Voatz is a great example of how commercial vendors can fill the letter of the
law without filling the spirit: what they refer to as a ”paper audit trail” is
literally a physical print of their digital records. If the digital records
are corrupted before printing, the paper records will be likewise corrupted.

Based on the descriptions on the FAQ page, Voatz servers are all running the
same software, and the voter needs their vote to be recorded on all of them in
order to receive confirmation that their vote has been recorded. This seems
like the worst of both worlds: a single misbehaving authority can prevent the
election from proceeding, and at the same time, the ”verifiable blockchain”
benefits are undermined by running the same closed-source unverifiable
software on all of the servers and the same closed-source unverifiable
software on all of the clients.
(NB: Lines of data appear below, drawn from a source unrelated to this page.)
//! Middleware that gates every request through the [`RateLimiter`].

use axum::{
    extract::{ConnectInfo, Request, State},
    http::{HeaderMap, HeaderValue, header::RETRY_AFTER},
    middleware::Next,
    response::{IntoResponse, Response},
};
use std::net::SocketAddr;
use tracing::warn;

use super::RateLimiter;
use crate::api::common::auth_error_to_http;
use crate::errors::AuthError;

const UNKNOWN_CLIENT: &str = "unknown";

/// Rejects the request with 429 once the client's window is full.
///
/// Install with `middleware::from_fn_with_state(limiter, rate_limit)`.
pub async fn rate_limit(
    State(limiter): State<RateLimiter>,
    request: Request,
    next: Next,
) -> Response {
    let client = client_key(&request);

    if !limiter.allow(&client) {
        let retry_after_secs = limiter.retry_after().as_secs();
        warn!("Client {} rate limited", client);

        let mut response = auth_error_to_http(AuthError::RateLimited { retry_after_secs })
            .into_response();
        response
            .headers_mut()
            .insert(RETRY_AFTER, HeaderValue::from(retry_after_secs));
        return response;
    }

    next.run(request).await
}

/// Peer IP, then the first `X-Forwarded-For` hop, then a shared bucket.
fn client_key(request: &Request) -> String {
    if let Some(ConnectInfo(addr)) = request.extensions().get::<ConnectInfo<SocketAddr>>() {
        return addr.ip().to_string();
    }

    forwarded_for(request.headers()).unwrap_or_else(|| UNKNOWN_CLIENT.to_string())
}

fn forwarded_for(headers: &HeaderMap) -> Option<String> {
    headers
        .get("x-forwarded-for")
        .and_then(|value| value.to_str().ok())
        .and_then(|value| value.split(',').next())
        .map(str::trim)
        .filter(|ip| !ip.is_empty())
        .map(str::to_string)
}
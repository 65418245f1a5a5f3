//! Database repository for refresh tokens.
//!
//! Each operation is a single-row statement: upsert keyed by user, select by
//! token value, delete by token value.

use anyhow::Result;
use async_trait::async_trait;
use chrono::{DateTime, Utc};
use sqlx::SqlitePool;

use super::RefreshTokenStore;
use crate::database::models::RefreshTokenRecord;

#[derive(Clone)]
pub struct RefreshTokenRepository {
    pool: SqlitePool,
}

impl RefreshTokenRepository {
    pub fn new(pool: SqlitePool) -> Self {
        Self { pool }
    }
}

#[async_trait]
impl RefreshTokenStore for RefreshTokenRepository {
    async fn upsert_for_user(&self, record: RefreshTokenRecord) -> Result<()> {
        sqlx::query(
            r#"
            INSERT INTO refresh_tokens (user_id, token, expires_at, created_at)
            VALUES (?, ?, ?, ?)
            ON CONFLICT (user_id) DO UPDATE SET
                token = excluded.token,
                expires_at = excluded.expires_at,
                created_at = excluded.created_at
            "#,
        )
        .bind(record.user_id)
        .bind(&record.token)
        .bind(record.expires_at)
        .bind(record.created_at)
        .execute(&self.pool)
        .await?;

        Ok(())
    }

    async fn find_by_token(&self, token: &str) -> Result<Option<RefreshTokenRecord>> {
        let record = sqlx::query_as::<_, RefreshTokenRecord>(
            "SELECT user_id, token, expires_at, created_at FROM refresh_tokens WHERE token = ?",
        )
        .bind(token)
        .fetch_optional(&self.pool)
        .await?;

        Ok(record)
    }

    async fn delete_by_token(&self, token: &str) -> Result<()> {
        sqlx::query("DELETE FROM refresh_tokens WHERE token = ?")
            .bind(token)
            .execute(&self.pool)
            .await?;

        Ok(())
    }

    async fn delete_expired(&self, now: DateTime<Utc>) -> Result<u64> {
        let result = sqlx::query("DELETE FROM refresh_tokens WHERE expires_at <= ?")
            .bind(now)
            .execute(&self.pool)
            .await?;

        Ok(result.rows_affected())
    }
}
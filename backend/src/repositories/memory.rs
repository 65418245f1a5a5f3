//! In-memory store doubles for tests.

use anyhow::{Result, anyhow};
use async_trait::async_trait;
use chrono::{DateTime, Utc};
use std::collections::HashMap;
use std::sync::Mutex;
use std::sync::atomic::{AtomicBool, Ordering};

use super::{DuplicateUser, PrincipalStore, RefreshTokenStore};
use crate::api::common::PaginationFilter;
use crate::database::models::{CreateUser, RefreshTokenRecord, User};

#[derive(Default)]
pub struct InMemoryPrincipalStore {
    users: Mutex<Vec<User>>,
}

impl InMemoryPrincipalStore {
    pub fn new() -> Self {
        Self::default()
    }

    /// Direct mutation hook for tests.
    pub fn update<F: FnOnce(&mut User)>(&self, id: i64, f: F) {
        let mut users = self.users.lock().unwrap();
        if let Some(user) = users.iter_mut().find(|u| u.id == id) {
            f(user);
        }
    }
}

#[async_trait]
impl PrincipalStore for InMemoryPrincipalStore {
    async fn get_user_by_id(&self, id: i64) -> Result<Option<User>> {
        let users = self.users.lock().unwrap();
        Ok(users.iter().find(|u| u.id == id && !u.is_deleted).cloned())
    }

    async fn get_user_by_email(&self, email: &str) -> Result<Option<User>> {
        let users = self.users.lock().unwrap();
        Ok(users
            .iter()
            .find(|u| u.email == email && !u.is_deleted)
            .cloned())
    }

    async fn get_user_by_username(&self, username: &str) -> Result<Option<User>> {
        let users = self.users.lock().unwrap();
        Ok(users
            .iter()
            .find(|u| u.username == username && !u.is_deleted)
            .cloned())
    }

    async fn create_user(&self, user: CreateUser) -> Result<User> {
        let mut users = self.users.lock().unwrap();
        if users
            .iter()
            .any(|u| u.username == user.username || u.email == user.email)
        {
            return Err(DuplicateUser.into());
        }
        let created = User {
            id: users.len() as i64 + 1,
            username: user.username,
            email: user.email,
            password_hash: user.password_hash,
            role: user.role,
            is_active: true,
            last_seen_at: None,
            created_at: user.created_at,
            updated_at: user.created_at,
            is_deleted: false,
            deleted_at: None,
        };
        users.push(created.clone());
        Ok(created)
    }

    async fn touch_last_seen(&self, id: i64, seen_at: DateTime<Utc>) -> Result<()> {
        self.update(id, |u| u.last_seen_at = Some(seen_at));
        Ok(())
    }

    async fn list_users(&self, pagination: &PaginationFilter) -> Result<Vec<User>> {
        let users = self.users.lock().unwrap();
        Ok(users
            .iter()
            .filter(|u| !u.is_deleted)
            .skip(pagination.offset() as usize)
            .take(pagination.limit() as usize)
            .cloned()
            .collect())
    }

    async fn count_users(&self) -> Result<u64> {
        let users = self.users.lock().unwrap();
        Ok(users.iter().filter(|u| !u.is_deleted).count() as u64)
    }

    async fn soft_delete_user(&self, id: i64, deleted_at: DateTime<Utc>) -> Result<bool> {
        let mut users = self.users.lock().unwrap();
        match users.iter_mut().find(|u| u.id == id && !u.is_deleted) {
            Some(user) => {
                user.is_deleted = true;
                user.is_active = false;
                user.deleted_at = Some(deleted_at);
                Ok(true)
            }
            None => Ok(false),
        }
    }
}

/// Refresh-token store keyed by user id; can be switched into a failing mode.
#[derive(Default)]
pub struct InMemoryRefreshTokenStore {
    rows: Mutex<HashMap<i64, RefreshTokenRecord>>,
    unavailable: AtomicBool,
}

impl InMemoryRefreshTokenStore {
    pub fn new() -> Self {
        Self::default()
    }

    pub fn set_unavailable(&self, unavailable: bool) {
        self.unavailable.store(unavailable, Ordering::SeqCst);
    }

    pub fn len(&self) -> usize {
        self.rows.lock().unwrap().len()
    }

    fn check(&self) -> Result<()> {
        if self.unavailable.load(Ordering::SeqCst) {
            return Err(anyhow!("connection refused"));
        }
        Ok(())
    }
}

#[async_trait]
impl RefreshTokenStore for InMemoryRefreshTokenStore {
    async fn upsert_for_user(&self, record: RefreshTokenRecord) -> Result<()> {
        self.check()?;
        self.rows.lock().unwrap().insert(record.user_id, record);
        Ok(())
    }

    async fn find_by_token(&self, token: &str) -> Result<Option<RefreshTokenRecord>> {
        self.check()?;
        let rows = self.rows.lock().unwrap();
        Ok(rows.values().find(|r| r.token == token).cloned())
    }

    async fn delete_by_token(&self, token: &str) -> Result<()> {
        self.check()?;
        self.rows.lock().unwrap().retain(|_, r| r.token != token);
        Ok(())
    }

    async fn delete_expired(&self, now: DateTime<Utc>) -> Result<u64> {
        self.check()?;
        let mut rows = self.rows.lock().unwrap();
        let before = rows.len();
        rows.retain(|_, r| r.expires_at > now);
        Ok((before - rows.len()) as u64)
    }
}
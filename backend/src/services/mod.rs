//! Business services sitting between the HTTP handlers and the stores.

pub mod user_service;
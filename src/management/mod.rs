//! Process-wide registries for the OAuth flow.
//!
//! Both managers are plain in-memory maps owned by the server state and
//! shared behind `Arc<tokio::sync::Mutex<..>>`. They are deliberately
//! single-node: entries live for the lifetime of the process and are lost
//! on restart.

mod session;
mod state;

pub use session::Session;
pub use session::SessionManager;
pub use state::OauthStateManager;
pub use state::STATE_TTL_SECS;
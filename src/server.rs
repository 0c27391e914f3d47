use std::{net::SocketAddr, str::FromStr, sync::Arc};

use axum::{Router, http::HeaderValue, routing::get};
use tokio::sync::Mutex;
use tower_http::cors::{AllowHeaders, AllowMethods, CorsLayer};

use crate::{
    api, config,
    management::{OauthStateManager, SessionManager},
    spotify::SpotifyClient,
};

/// Development origins always allowed by CORS; a production origin can be
/// added through `PRODUCTION_URL`.
const DEV_ORIGINS: &[&str] = &[
    "http://localhost:5173",
    "http://127.0.0.1:5173",
    "http://localhost:8000",
    "http://127.0.0.1:8000",
];

/// Shared state handed to every handler.
///
/// The registries are in-memory and process-lifetime only; mutation is
/// serialized through the tokio mutexes. This is a deliberate single-node
/// limitation: there is no cross-instance session sharing.
#[derive(Clone)]
pub struct AppState {
    pub spotify: SpotifyClient,
    pub sessions: Arc<Mutex<SessionManager>>,
    pub oauth_states: Arc<Mutex<OauthStateManager>>,
}

impl AppState {
    pub fn new(spotify: SpotifyClient) -> Self {
        Self {
            spotify,
            sessions: Arc::new(Mutex::new(SessionManager::new())),
            oauth_states: Arc::new(Mutex::new(OauthStateManager::new())),
        }
    }
}

/// Builds the application router.
pub fn router(state: AppState) -> Router {
    Router::new()
        .route("/", get(api::index))
        .route("/health", get(api::health))
        .route("/login", get(api::login))
        .route("/callback", get(api::callback))
        .route("/logout", get(api::logout))
        .route("/api/status", get(api::status))
        .route("/api/analysis", get(api::analysis))
        .route("/api/top-tracks", get(api::top_tracks))
        .route("/api/top-artists", get(api::top_artists))
        .layer(cors_layer())
        .with_state(state)
}

/// Binds the listener and serves until the process exits.
pub async fn serve(state: AppState) -> crate::Res<()> {
    let app = router(state);

    let addr = SocketAddr::from_str(&config::server_addr())?;
    let listener = tokio::net::TcpListener::bind(&addr).await?;
    tracing::info!(%addr, "listening");

    axum::serve(listener, app).await?;
    Ok(())
}

fn cors_layer() -> CorsLayer {
    let mut origins: Vec<HeaderValue> = DEV_ORIGINS
        .iter()
        .map(|origin| HeaderValue::from_static(origin))
        .collect();

    if let Some(production) = config::production_url() {
        match production.parse() {
            Ok(value) => origins.push(value),
            Err(_) => tracing::warn!(production, "ignoring unparseable PRODUCTION_URL"),
        }
    }

    // Credentials rule out wildcard methods/headers, so mirror the request.
    CorsLayer::new()
        .allow_origin(origins)
        .allow_credentials(true)
        .allow_methods(AllowMethods::mirror_request())
        .allow_headers(AllowHeaders::mirror_request())
}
The replication of servers provides security
benefits only against physical tampering of the machines – since the same
software is running on all of them, an accidental or intentional flaw in the
software can be exploited to manipulate votes on all servers simultaneously._

1\. [https://www.attejuvonen.fi/thesis/](https://www.attejuvonen.fi/thesis/)

------
save_ferris
> The summary goes on to list several technical flaws, such as a lack of test
> coverage and documentation, infrastructure provisioned manually without the
> aid of infrastructure-as-code tools, vestigial features that have yet to be
> deleted, and nonstandard cryptographic protocols.

I’m not a security engineer, so what’s the benefit of using a nonstandard
cryptographic protocol? That decision makes no sense to me.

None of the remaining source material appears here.